(691c) Developing Hyper-Elastic Liposomes for Enhanced Drug Delivery: Insights from Molecular Simulations

Liposomes typically have an aqueous core encapsulated within a lipid bilayer, and are commonly used in delivery of drugs that have low stability or high cytotoxicity. While properties such as liposome size, shape and surface charge and their effects on drug delivery applications have been widely studied, liposome elasticity remains significantly underexplored. Results from a recent study [1] indicate that hyper-elastic liposomes made of DOPC (1,2-dioleoyl-sn-glycero-3-phosphocholine) accumulated significantly more in tumors compared to more rigid counterparts. In this work, we present classical molecular dynamics (MD) simulation results of the mechanical properties of several model lipid bilayer systems relevant to the development of novel hyper-elastic liposomes for drug delivery applications.

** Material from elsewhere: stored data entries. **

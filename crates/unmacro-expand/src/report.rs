//! Reconciliation report

use serde::Serialize;
use std::path::PathBuf;
use unmacro_core::FileLinePosition;

/// Kind of non-fatal anomaly found while rewriting
#[derive(Debug, Clone, Copy, PartialEq, Eq, Serialize)]
#[serde(rename_all = "snake_case")]
pub enum WarningKind {
    /// A directive line had a non-blank expansion
    DirectiveExpansion,
    /// A line expanded to several distinct texts; original kept
    AmbiguousExpansion,
}

/// A non-fatal anomaly at one source line
#[derive(Debug, Clone, PartialEq, Eq, Serialize)]
pub struct RewriteWarning {
    pub kind: WarningKind,
    pub location: FileLinePosition,
    pub message: String,
}

impl std::fmt::Display for RewriteWarning {
    fn fmt(&self, f: &mut std::fmt::Formatter<'_>) -> std::fmt::Result {
        write!(f, "{}: {}", self.location, self.message)
    }
}

/// Why a file with recorded expansions was not rewritten
#[derive(Debug, Clone, Copy, PartialEq, Eq, Serialize)]
#[serde(rename_all = "snake_case")]
pub enum SkipReason {
    /// Not below the base directory (includes pseudo files like `<built-in>`)
    OutsideBaseDir,
    /// A synthetic unit written by the scanner
    SyntheticUnit,
    /// Named by a line marker but not present on disk
    Missing,
}

/// A file left untouched
#[derive(Debug, Clone, PartialEq, Eq, Serialize)]
pub struct SkippedFile {
    pub path: PathBuf,
    pub reason: SkipReason,
}

/// Outcome of a reconciliation run
#[derive(Debug, Clone, Default, Serialize)]
pub struct ExpansionReport {
    /// Whether expansion ran at all
    pub enabled: bool,
    /// Number of translation units processed
    pub units: usize,
    /// Files rewritten in place (backups next to them)
    pub rewritten: Vec<PathBuf>,
    /// Files with expansions that were left alone
    pub skipped: Vec<SkippedFile>,
    /// Non-fatal anomalies, in file then line order
    pub warnings: Vec<RewriteWarning>,
}

impl ExpansionReport {
    /// Report for a disabled run
    pub fn disabled() -> Self {
        Self::default()
    }
}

Properties such as area compressibility modulus, area per lipid, bilayer thickness, lipid order parameters and lateral diffusion coefficients will be analyzed and discussed, with the long term goal of fundamentally understanding structure-property relations in our liposome systems.

[1] P. Guo, D. Liu, K. Subramanyam, B. Wang, J. Yang, J. Huang, D. T. Auguste and M. A. Moses, “Nanoparticle elasticity directs tumor uptake”, Nature Communications 2018, 9, 130.